O Tribunal de Contas da União (TCU) vai discutir só em 2010 o pagamento da parcela da URP a professores e servidores da Universidade de Brasília (UnB). Isso significa que, até lá, os salários não serão alterados. O ministro relator do processo, Augusto Nardes, acolheu as ações impetradas pela Reitoria, pelo Sintfub e por oito funcionários da universidade, suspendendo os efeitos da medida cautelar do tribunal que determinava a imediata interrupção do pagamento da URP.
Em despacho protocolado na segunda-feira, 21 de setembro, o ministro Nardes considera que o assunto diz respeito “à supressão de verbas de caráter alimentar”, além de ser altamente complexo.
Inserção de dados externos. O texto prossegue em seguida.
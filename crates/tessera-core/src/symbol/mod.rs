//! Typed IR records and their schemas.
//!
//! A [`Symbol`] is one row destined for an output table. Its shape is fixed by
//! a [`SymbolDefinition`]: a table name plus an ordered list of typed fields.
//! Built-in definitions live in [`definitions`]; a [`SymbolDefinitionRegistry`]
//! resolves definitions by name, including ones registered by extensions.
//!
//! Built-in fields are addressed through typed [`Field`] handles so that
//! builders cannot store a number in a string column. Extensions that only know
//! field names go through [`Symbol::set_by_name`], which validates at runtime.

pub mod definitions;
mod registry;

use std::{borrow::Cow, fmt, marker::PhantomData, sync::Arc};

use serde::Deserialize;
use thiserror::Error;

use crate::{identifier::Identifier, location::SourceLineNumber};

pub use registry::SymbolDefinitionRegistry;

/// Errors raised when a symbol is used against its schema.
#[derive(Debug, Clone, PartialEq, Eq, Error)]
pub enum SymbolError {
    #[error("symbol definition `{0}` is not registered")]
    UnknownDefinition(String),

    #[error("symbol definition `{0}` is already registered")]
    DuplicateDefinition(String),

    #[error("table `{table}` has no field named `{field}`")]
    UnknownField { table: String, field: String },

    #[error("field `{table}.{field}` expects a {expected} value, got {actual}")]
    FieldType {
        table: String,
        field: String,
        expected: FieldKind,
        actual: FieldKind,
    },
}

/// The storage type of a field.
#[derive(Debug, Clone, Copy, PartialEq, Eq, Hash, Deserialize)]
#[serde(rename_all = "lowercase")]
pub enum FieldKind {
    String,
    Number,
    Bool,
}

impl fmt::Display for FieldKind {
    fn fmt(&self, f: &mut fmt::Formatter<'_>) -> fmt::Result {
        match self {
            Self::String => write!(f, "string"),
            Self::Number => write!(f, "number"),
            Self::Bool => write!(f, "bool"),
        }
    }
}

/// A stored field value.
#[derive(Debug, Clone, PartialEq, Eq, Hash)]
pub enum FieldValue {
    String(String),
    Number(i64),
    Bool(bool),
}

impl FieldValue {
    /// Returns the storage type of this value.
    pub fn kind(&self) -> FieldKind {
        match self {
            Self::String(_) => FieldKind::String,
            Self::Number(_) => FieldKind::Number,
            Self::Bool(_) => FieldKind::Bool,
        }
    }

    pub fn as_str(&self) -> Option<&str> {
        match self {
            Self::String(value) => Some(value),
            _ => None,
        }
    }

    pub fn as_number(&self) -> Option<i64> {
        match self {
            Self::Number(value) => Some(*value),
            _ => None,
        }
    }

    pub fn as_bool(&self) -> Option<bool> {
        match self {
            Self::Bool(value) => Some(*value),
            _ => None,
        }
    }
}

impl From<String> for FieldValue {
    fn from(value: String) -> Self {
        Self::String(value)
    }
}

impl From<&str> for FieldValue {
    fn from(value: &str) -> Self {
        Self::String(value.to_string())
    }
}

impl From<i64> for FieldValue {
    fn from(value: i64) -> Self {
        Self::Number(value)
    }
}

impl From<bool> for FieldValue {
    fn from(value: bool) -> Self {
        Self::Bool(value)
    }
}

/// Rust types that map onto a [`FieldKind`].
pub trait FieldType: Into<FieldValue> {
    const KIND: FieldKind;
}

impl FieldType for String {
    const KIND: FieldKind = FieldKind::String;
}

impl FieldType for i64 {
    const KIND: FieldKind = FieldKind::Number;
}

impl FieldType for bool {
    const KIND: FieldKind = FieldKind::Bool;
}

/// A typed handle to a field of a built-in definition.
#[derive(Debug)]
pub struct Field<T> {
    table: &'static str,
    name: &'static str,
    index: usize,
    _kind: PhantomData<fn() -> T>,
}

impl<T> Clone for Field<T> {
    fn clone(&self) -> Self {
        *self
    }
}

impl<T> Copy for Field<T> {}

impl<T: FieldType> Field<T> {
    pub const fn new(table: &'static str, name: &'static str, index: usize) -> Self {
        Self {
            table,
            name,
            index,
            _kind: PhantomData,
        }
    }

    /// Returns the field name.
    pub fn name(&self) -> &'static str {
        self.name
    }

    /// Returns the schema entry describing this field.
    pub fn definition(&self) -> FieldDefinition {
        FieldDefinition::new(self.name, T::KIND)
    }
}

/// One column of a [`SymbolDefinition`].
#[derive(Debug, Clone, PartialEq, Eq)]
pub struct FieldDefinition {
    name: Cow<'static, str>,
    kind: FieldKind,
}

impl FieldDefinition {
    pub fn new(name: impl Into<Cow<'static, str>>, kind: FieldKind) -> Self {
        Self {
            name: name.into(),
            kind,
        }
    }

    pub fn name(&self) -> &str {
        &self.name
    }

    pub fn kind(&self) -> FieldKind {
        self.kind
    }
}

/// The schema of a symbol: a table name plus typed fields.
///
/// # Examples
///
/// ```
/// use tessera_core::symbol::{FieldDefinition, FieldKind, SymbolDefinition};
///
/// let definition = SymbolDefinition::new(
///     "UtilUser",
///     vec![
///         FieldDefinition::new("Name", FieldKind::String),
///         FieldDefinition::new("Attributes", FieldKind::Number),
///     ],
/// );
/// assert_eq!(definition.name(), "UtilUser");
/// assert_eq!(definition.field_index("Attributes"), Some(1));
/// ```
#[derive(Debug, Clone, PartialEq, Eq)]
pub struct SymbolDefinition {
    name: Cow<'static, str>,
    fields: Vec<FieldDefinition>,
}

impl SymbolDefinition {
    pub fn new(name: impl Into<Cow<'static, str>>, fields: Vec<FieldDefinition>) -> Self {
        Self {
            name: name.into(),
            fields,
        }
    }

    /// Returns the table name.
    pub fn name(&self) -> &str {
        &self.name
    }

    /// Returns the fields in column order.
    pub fn fields(&self) -> &[FieldDefinition] {
        &self.fields
    }

    /// Returns the column index of the named field.
    pub fn field_index(&self, name: &str) -> Option<usize> {
        self.fields.iter().position(|f| f.name() == name)
    }
}

/// A typed row inside a section.
///
/// Fields start unset. A symbol without an identifier is anonymous: it becomes
/// a table row but cannot be the target of a cross-reference.
#[derive(Debug, Clone, PartialEq, Eq)]
pub struct Symbol {
    definition: Arc<SymbolDefinition>,
    id: Option<Identifier>,
    location: Option<SourceLineNumber>,
    fields: Vec<Option<FieldValue>>,
}

impl Symbol {
    pub fn new(
        definition: Arc<SymbolDefinition>,
        location: Option<SourceLineNumber>,
        id: Option<Identifier>,
    ) -> Self {
        let fields = vec![None; definition.fields().len()];
        Self {
            definition,
            id,
            location,
            fields,
        }
    }

    pub fn definition(&self) -> &SymbolDefinition {
        &self.definition
    }

    /// Returns the shared handle to the definition.
    pub fn definition_arc(&self) -> &Arc<SymbolDefinition> {
        &self.definition
    }

    pub fn id(&self) -> Option<&Identifier> {
        self.id.as_ref()
    }

    pub fn location(&self) -> Option<&SourceLineNumber> {
        self.location.as_ref()
    }

    /// Stores a value in a built-in field. `None` clears the field.
    ///
    /// The handle must belong to this symbol's definition.
    pub fn set<T: FieldType>(&mut self, field: Field<T>, value: impl Into<Option<T>>) -> &mut Self {
        debug_assert_eq!(
            field.table,
            self.definition.name(),
            "field handle applied to a symbol of another table"
        );
        if let Some(slot) = self.fields.get_mut(field.index) {
            *slot = value.into().map(Into::into);
        }
        self
    }

    /// Stores a value in a field resolved by name, checking its type.
    pub fn set_by_name(
        &mut self,
        name: &str,
        value: impl Into<FieldValue>,
    ) -> Result<&mut Self, SymbolError> {
        let value = value.into();
        let index = self
            .definition
            .field_index(name)
            .ok_or_else(|| SymbolError::UnknownField {
                table: self.definition.name().to_string(),
                field: name.to_string(),
            })?;
        let expected = self.definition.fields()[index].kind();
        if expected != value.kind() {
            return Err(SymbolError::FieldType {
                table: self.definition.name().to_string(),
                field: name.to_string(),
                expected,
                actual: value.kind(),
            });
        }
        self.fields[index] = Some(value);
        Ok(self)
    }

    /// Returns the raw value of a field resolved by name.
    pub fn get_by_name(&self, name: &str) -> Option<&FieldValue> {
        self.definition
            .field_index(name)
            .and_then(|index| self.fields[index].as_ref())
    }

    pub fn string(&self, field: Field<String>) -> Option<&str> {
        self.slot(field.index).and_then(FieldValue::as_str)
    }

    pub fn number(&self, field: Field<i64>) -> Option<i64> {
        self.slot(field.index).and_then(FieldValue::as_number)
    }

    pub fn flag(&self, field: Field<bool>) -> Option<bool> {
        self.slot(field.index).and_then(FieldValue::as_bool)
    }

    fn slot(&self, index: usize) -> Option<&FieldValue> {
        self.fields.get(index).and_then(Option::as_ref)
    }
}

#[cfg(test)]
mod tests {
    use super::*;

    fn user_definition() -> Arc<SymbolDefinition> {
        Arc::new(SymbolDefinition::new(
            "UtilUser",
            vec![
                FieldDefinition::new("Name", FieldKind::String),
                FieldDefinition::new("Attributes", FieldKind::Number),
            ],
        ))
    }

    #[test]
    fn test_new_symbol_has_unset_fields() {
        let symbol = Symbol::new(user_definition(), None, None);
        assert!(symbol.get_by_name("Name").is_none());
        assert!(symbol.id().is_none());
    }

    #[test]
    fn test_set_by_name() {
        let mut symbol = Symbol::new(user_definition(), None, Some(Identifier::private("U1")));
        symbol
            .set_by_name("Name", "admin")
            .expect("field exists")
            .set_by_name("Attributes", 3_i64)
            .expect("field exists");

        assert_eq!(
            symbol.get_by_name("Name"),
            Some(&FieldValue::String("admin".to_string()))
        );
        assert_eq!(symbol.get_by_name("Attributes").and_then(FieldValue::as_number), Some(3));
    }

    #[test]
    fn test_set_by_name_unknown_field() {
        let mut symbol = Symbol::new(user_definition(), None, None);
        let err = symbol.set_by_name("Password", "x").unwrap_err();
        assert_eq!(
            err,
            SymbolError::UnknownField {
                table: "UtilUser".to_string(),
                field: "Password".to_string()
            }
        );
    }

    #[test]
    fn test_set_by_name_type_mismatch() {
        let mut symbol = Symbol::new(user_definition(), None, None);
        let err = symbol.set_by_name("Attributes", "three").unwrap_err();
        assert_eq!(
            err.to_string(),
            "field `UtilUser.Attributes` expects a number value, got string"
        );
    }

    #[test]
    fn test_typed_set_and_clear() {
        let mut symbol = Symbol::new(definitions::directory::definition(), None, None);
        symbol.set(definitions::directory::NAME, "App".to_string());
        assert_eq!(symbol.string(definitions::directory::NAME), Some("App"));

        symbol.set(definitions::directory::NAME, None);
        assert_eq!(symbol.string(definitions::directory::NAME), None);
    }
}
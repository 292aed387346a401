//! Source locations attached to symbols and diagnostics.

use std::fmt;

use serde::{Deserialize, Serialize};

/// A source file and optional line number.
///
/// The front end attaches one to every element so that any symbol or
/// diagnostic created while analyzing the element points back at the author's
/// text.
///
/// # Examples
///
/// ```
/// use tessera_core::location::SourceLineNumber;
///
/// let location = SourceLineNumber::new("product.wxs", 12);
/// assert_eq!(location.to_string(), "product.wxs(12)");
///
/// let whole_file = SourceLineNumber::file_only("product.wxs");
/// assert_eq!(whole_file.to_string(), "product.wxs");
/// ```
#[derive(Debug, Clone, PartialEq, Eq, Hash, Serialize, Deserialize)]
pub struct SourceLineNumber {
    file: String,
    line: Option<u32>,
}

impl SourceLineNumber {
    /// Creates a location for a line inside a file.
    pub fn new(file: impl Into<String>, line: u32) -> Self {
        Self {
            file: file.into(),
            line: Some(line),
        }
    }

    /// Creates a location that covers a whole file.
    pub fn file_only(file: impl Into<String>) -> Self {
        Self {
            file: file.into(),
            line: None,
        }
    }

    /// Returns the file name.
    pub fn file(&self) -> &str {
        &self.file
    }

    /// Returns the line number, if known.
    pub fn line(&self) -> Option<u32> {
        self.line
    }
}

impl fmt::Display for SourceLineNumber {
    fn fmt(&self, f: &mut fmt::Formatter<'_>) -> fmt::Result {
        match self.line {
            Some(line) => write!(f, "{}({})", self.file, line),
            None => f.write_str(&self.file),
        }
    }
}
//! Pure validation predicates.
//!
//! These functions have no side effects and emit no diagnostics, so both the
//! core builders and extensions can use them to keep validation uniform.

use crate::syntax;

/// Longest legal long filename, in characters.
pub const MAX_LONG_FILENAME_LEN: usize = 259;

const MAX_SHORT_NAME_LEN: usize = 8;

const MAX_SHORT_EXTENSION_LEN: usize = 3;

/// Characters never allowed in a long filename.
const ILLEGAL_LONG_FILENAME_CHARS: &[char] = &['\\', '?', '|', '>', '<', ':', '/', '*', '"'];

/// Characters never allowed in a short filename, in addition to the long set.
const ILLEGAL_SHORT_FILENAME_CHARS: &[char] = &['+', ',', ';', '=', '[', ']', ' '];

const WILDCARDS: &[char] = &['*', '?'];

const PATH_SEPARATORS: &[char] = &['\\', '/'];

/// Returns `true` if `value` matches `[_A-Za-z][0-9A-Za-z_.]*`.
///
/// # Examples
///
/// ```
/// use tessera_compiler::validate::is_valid_identifier;
///
/// assert!(is_valid_identifier("INSTALLFOLDER"));
/// assert!(is_valid_identifier("_private.name"));
/// assert!(!is_valid_identifier("1st"));
/// assert!(!is_valid_identifier("has space"));
/// assert!(!is_valid_identifier(""));
/// ```
pub fn is_valid_identifier(value: &str) -> bool {
    let mut chars = value.chars();
    match chars.next() {
        Some(first) if first.is_ascii_alphabetic() || first == '_' => {
            chars.all(|c| c.is_ascii_alphanumeric() || c == '_' || c == '.')
        }
        _ => false,
    }
}

/// Returns `true` if `value` is exactly a localization reference `!(loc.Name)`.
///
/// # Examples
///
/// ```
/// use tessera_compiler::validate::is_valid_loc_identifier;
///
/// assert!(is_valid_loc_identifier("!(loc.ProductName)"));
/// assert!(!is_valid_loc_identifier("$(loc.ProductName)"));
/// assert!(!is_valid_loc_identifier("!(loc.ProductName) "));
/// ```
pub fn is_valid_loc_identifier(value: &str) -> bool {
    syntax::parse_variable_reference(value).is_some_and(|reference| reference.is_localization())
}

/// Returns `true` if `value` is a localization or wix variable reference that
/// is resolved after analysis and therefore passes through validation.
pub fn is_deferred_reference(value: &str) -> bool {
    syntax::parse_variable_reference(value).is_some_and(|reference| reference.is_deferred_text())
}

/// Returns `true` if `value` is a binder variable such as `!(bind.fileVersion.App)`.
pub fn is_binder_variable(value: &str) -> bool {
    syntax::parse_variable_reference(value).is_some_and(|reference| reference.is_binder_variable())
}

/// Returns `true` if `filename` is a legal long filename.
///
/// The name must be non-empty, at most 259 characters, not made only of
/// periods and free of `\ ? | > < : / * "` and control characters.
/// `allow_wildcards` permits `*` and `?`. `allow_relative` permits `\` and
/// `/` separated paths whose segments are legal names or `.`/`..`.
///
/// # Examples
///
/// ```
/// use tessera_compiler::validate::is_valid_long_filename;
///
/// assert!(is_valid_long_filename("Application Settings.config", false, false));
/// assert!(!is_valid_long_filename("what?.txt", false, false));
/// assert!(is_valid_long_filename("*.txt", true, false));
/// assert!(!is_valid_long_filename("bin\\app.exe", false, false));
/// assert!(is_valid_long_filename("..\\bin\\app.exe", false, true));
/// ```
pub fn is_valid_long_filename(filename: &str, allow_wildcards: bool, allow_relative: bool) -> bool {
    if filename.is_empty() || filename.chars().count() > MAX_LONG_FILENAME_LEN {
        return false;
    }

    if allow_relative {
        filename
            .split(PATH_SEPARATORS)
            .filter(|segment| !segment.is_empty())
            .all(|segment| {
                matches!(segment, "." | "..") || is_valid_long_name(segment, allow_wildcards)
            })
            && filename.chars().any(|c| !PATH_SEPARATORS.contains(&c))
    } else {
        is_valid_long_name(filename, allow_wildcards)
    }
}

fn is_valid_long_name(name: &str, allow_wildcards: bool) -> bool {
    if name.chars().all(|c| c == '.') {
        return false;
    }
    name.chars().all(|c| {
        !c.is_control()
            && (!ILLEGAL_LONG_FILENAME_CHARS.contains(&c)
                || (allow_wildcards && WILDCARDS.contains(&c)))
    })
}

/// Returns `true` if `filename` is a legal 8.3 short filename.
///
/// # Examples
///
/// ```
/// use tessera_compiler::validate::is_valid_short_filename;
///
/// assert!(is_valid_short_filename("SETUP.EXE", false));
/// assert!(is_valid_short_filename("readme", false));
/// assert!(!is_valid_short_filename("toolongname.txt", false));
/// assert!(!is_valid_short_filename("a.b.c", false));
/// assert!(!is_valid_short_filename("my file.txt", false));
/// assert!(is_valid_short_filename("*.txt", true));
/// ```
pub fn is_valid_short_filename(filename: &str, allow_wildcards: bool) -> bool {
    let (stem, extension) = match filename.split_once('.') {
        Some((stem, extension)) => {
            if extension.is_empty() || extension.contains('.') {
                return false;
            }
            (stem, extension)
        }
        None => (filename, ""),
    };

    if stem.is_empty()
        || stem.chars().count() > MAX_SHORT_NAME_LEN
        || extension.chars().count() > MAX_SHORT_EXTENSION_LEN
    {
        return false;
    }

    filename.chars().filter(|c| *c != '.').all(|c| {
        let wildcard = WILDCARDS.contains(&c);
        c.is_ascii_graphic()
            && !ILLEGAL_SHORT_FILENAME_CHARS.contains(&c)
            && (!ILLEGAL_LONG_FILENAME_CHARS.contains(&c) || (allow_wildcards && wildcard))
    })
}

/// Returns `true` if `value` looks like a generated short name (`NAME~1`).
pub fn looks_like_short_name_alias(value: &str) -> bool {
    let mut chars = value.chars().peekable();
    while let Some(c) = chars.next() {
        if c == '~' && chars.peek().is_some_and(char::is_ascii_digit) {
            return true;
        }
    }
    false
}

/// Returns `true` if `value` contains a formatted property reference such as `[INSTALLFOLDER]`.
///
/// # Examples
///
/// ```
/// use tessera_compiler::validate::contains_property;
///
/// assert!(contains_property("[INSTALLFOLDER]bin"));
/// assert!(contains_property("prefix [A] suffix"));
/// assert!(!contains_property("[]"));
/// assert!(!contains_property("no properties"));
/// assert!(!contains_property("unterminated [A"));
/// ```
pub fn contains_property(value: &str) -> bool {
    let mut open: Option<usize> = None;
    for (index, c) in value.char_indices() {
        match c {
            '[' => open = Some(index),
            ']' => {
                if open.is_some_and(|start| index > start + 1) {
                    return true;
                }
                open = None;
            }
            _ => {}
        }
    }
    false
}
//! Source locations attached to diagnostic messages.

use tessera_core::location::SourceLineNumber;

/// A message attached to a source location.
///
/// Primary labels mark where the problem is. Secondary labels add context,
/// such as where a conflicting symbol was first defined.
#[derive(Debug, Clone, PartialEq, Eq)]
pub struct Label {
    location: SourceLineNumber,
    message: String,
    is_primary: bool,
}

impl Label {
    /// Create a new primary label.
    pub fn primary(location: SourceLineNumber, message: impl Into<String>) -> Self {
        Self {
            location,
            message: message.into(),
            is_primary: true,
        }
    }

    /// Create a new secondary label.
    pub fn secondary(location: SourceLineNumber, message: impl Into<String>) -> Self {
        Self {
            location,
            message: message.into(),
            is_primary: false,
        }
    }

    /// Get the location this label applies to.
    pub fn location(&self) -> &SourceLineNumber {
        &self.location
    }

    /// Get the label message.
    pub fn message(&self) -> &str {
        &self.message
    }

    /// Check if this is a primary label.
    pub fn is_primary(&self) -> bool {
        self.is_primary
    }

    /// Check if this is a secondary label.
    pub fn is_secondary(&self) -> bool {
        !self.is_primary
    }
}
//! Error types for Tessera operations.
//!
//! This module provides the main error type [`TesseraError`] which wraps the
//! error conditions of configuring and finishing a compilation.

use std::io;

use thiserror::Error;

use tessera_compiler::CompileError;

/// The main error type for Tessera operations.
///
/// # Diagnostic Variants
///
/// The `Compile` variant carries every diagnostic recorded for the source
/// units that failed, warnings included, in the order they were reported.
#[derive(Debug, Error)]
pub enum TesseraError {
    #[error("I/O error: {0}")]
    Io(#[from] io::Error),

    #[error(transparent)]
    Compile(#[from] CompileError),

    #[error("Configuration error: {0}")]
    Config(String),
}

impl TesseraError {
    /// Returns the compile error, if this is one.
    pub fn as_compile_error(&self) -> Option<&CompileError> {
        match self {
            Self::Compile(err) => Some(err),
            _ => None,
        }
    }
}
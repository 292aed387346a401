//! Severity levels for diagnostics.

use std::fmt;

/// The severity level of a diagnostic.
///
/// - [`Severity::Error`] makes the source unit's output unusable
/// - [`Severity::Warning`] is advisory and never blocks output on its own
#[derive(Debug, Clone, Copy, PartialEq, Eq, Hash)]
pub enum Severity {
    /// A problem that makes the compiled section unusable.
    Error,

    /// A suspicious construct that still compiles.
    Warning,
}

impl Severity {
    /// Returns `true` if this is an error severity.
    pub fn is_error(&self) -> bool {
        matches!(self, Severity::Error)
    }

    /// Returns `true` if this is a warning severity.
    pub fn is_warning(&self) -> bool {
        matches!(self, Severity::Warning)
    }
}

impl fmt::Display for Severity {
    fn fmt(&self, f: &mut fmt::Formatter<'_>) -> fmt::Result {
        match self {
            Severity::Error => write!(f, "error"),
            Severity::Warning => write!(f, "warning"),
        }
    }
}
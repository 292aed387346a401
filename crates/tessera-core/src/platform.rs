//! Target platforms and platform sets.

use std::{fmt, ops::BitOr};

use serde::{Deserialize, Serialize};

/// A processor architecture a package can be compiled for.
#[derive(Debug, Clone, Copy, Default, PartialEq, Eq, Hash, Serialize, Deserialize)]
#[serde(rename_all = "lowercase")]
pub enum Platform {
    #[default]
    X86,
    X64,
    Arm64,
}

impl Platform {
    /// All platforms, in declaration order.
    pub const ALL: [Platform; 3] = [Platform::X86, Platform::X64, Platform::Arm64];

    /// Suffix appended to names specialized for this platform.
    pub fn identifier_suffix(&self) -> &'static str {
        match self {
            Self::X86 => "_X86",
            Self::X64 => "_X64",
            Self::Arm64 => "_A64",
        }
    }

    fn bit(&self) -> u8 {
        match self {
            Self::X86 => 0b001,
            Self::X64 => 0b010,
            Self::Arm64 => 0b100,
        }
    }
}

impl fmt::Display for Platform {
    fn fmt(&self, f: &mut fmt::Formatter<'_>) -> fmt::Result {
        match self {
            Self::X86 => write!(f, "x86"),
            Self::X64 => write!(f, "x64"),
            Self::Arm64 => write!(f, "arm64"),
        }
    }
}

/// A set of platforms for which specialized implementations exist.
///
/// # Examples
///
/// ```
/// use tessera_core::platform::{Platform, PlatformSet};
///
/// let supported = PlatformSet::X86 | PlatformSet::X64;
/// assert!(supported.contains(Platform::X64));
/// assert!(!supported.contains(Platform::Arm64));
///
/// let from_list: PlatformSet = [Platform::X86, Platform::X64].into_iter().collect();
/// assert_eq!(from_list, supported);
/// ```
#[derive(Debug, Clone, Copy, Default, PartialEq, Eq, Hash)]
pub struct PlatformSet(u8);

impl PlatformSet {
    pub const NONE: PlatformSet = PlatformSet(0);
    pub const X86: PlatformSet = PlatformSet(0b001);
    pub const X64: PlatformSet = PlatformSet(0b010);
    pub const ARM64: PlatformSet = PlatformSet(0b100);
    pub const ALL: PlatformSet = PlatformSet(0b111);

    /// Returns `true` if `platform` is a member of this set.
    pub fn contains(&self, platform: Platform) -> bool {
        self.0 & platform.bit() != 0
    }

    /// Returns `true` if the set has no members.
    pub fn is_empty(&self) -> bool {
        self.0 == 0
    }

    /// Iterates the members in declaration order.
    pub fn iter(&self) -> impl Iterator<Item = Platform> + '_ {
        Platform::ALL.into_iter().filter(|p| self.contains(*p))
    }
}

impl From<Platform> for PlatformSet {
    fn from(platform: Platform) -> Self {
        PlatformSet(platform.bit())
    }
}

impl BitOr for PlatformSet {
    type Output = PlatformSet;

    fn bitor(self, rhs: Self) -> Self::Output {
        PlatformSet(self.0 | rhs.0)
    }
}

impl FromIterator<Platform> for PlatformSet {
    fn from_iter<T: IntoIterator<Item = Platform>>(iter: T) -> Self {
        iter.into_iter()
            .fold(PlatformSet::NONE, |set, p| set | PlatformSet::from(p))
    }
}

#[cfg(test)]
mod tests {
    use super::*;

    #[test]
    fn test_suffixes() {
        assert_eq!(Platform::X86.identifier_suffix(), "_X86");
        assert_eq!(Platform::X64.identifier_suffix(), "_X64");
        assert_eq!(Platform::Arm64.identifier_suffix(), "_A64");
    }

    #[test]
    fn test_set_membership() {
        let set = PlatformSet::X86 | PlatformSet::ARM64;
        assert!(set.contains(Platform::X86));
        assert!(!set.contains(Platform::X64));
        assert!(set.contains(Platform::Arm64));
        assert_eq!(set.iter().collect::<Vec<_>>(), [Platform::X86, Platform::Arm64]);
    }

    #[test]
    fn test_empty_and_all() {
        assert!(PlatformSet::NONE.is_empty());
        assert!(Platform::ALL.iter().all(|p| PlatformSet::ALL.contains(*p)));
    }
}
Assim, a decisão tem que ser discutida no Plenário do Tribunal, com “exame exauriente da matéria.”
A Secretaria de Fiscalização de Pessoal do TCU informou que o discussão em plenário sobre o assunto não deve acontecer antes de fevereiro de 2010. Isso porque o tribunal vai ouvir professores, funcionários, Reitoria e os dois ex-reitores citados do processo: Roberto Aguiar e Timothy Mullholland.
Mobilização
A notícia foi bem recebida pela comunidade. O professor Flávio Botelho, presidente da Associação dos Docentes da UnB (ADUnB), falou em “sinais auspiciosos.” Cosmo Balbino, coordenador do Sintfub, disse que “cada parte fez o que devia ser feito”, referindo-se aos sindicatos e à Reitoria.
O reitor José Geraldo de Sousa Junior afirma que todos devem se manter diligentes. “A Reitoria está fazendo a defesa do que considera um direito dos servidores, desde 1991”, reforça.
A mobilização pela manutenção da URP deverá acontecer em três frentes. Primeiro, a administrativa, junto ao TCU. Segundo, a política, para que o MEC inclua a URP na estrutura salarial da universidade. Terceiro, a judicial, que deve ser decidida no Supremo Tribunal Federal. Já existe um processo sobre o assunto na corte, inclusive com uma liminar favorável aos servidores, expedida pela ministra Cármen Lúcia.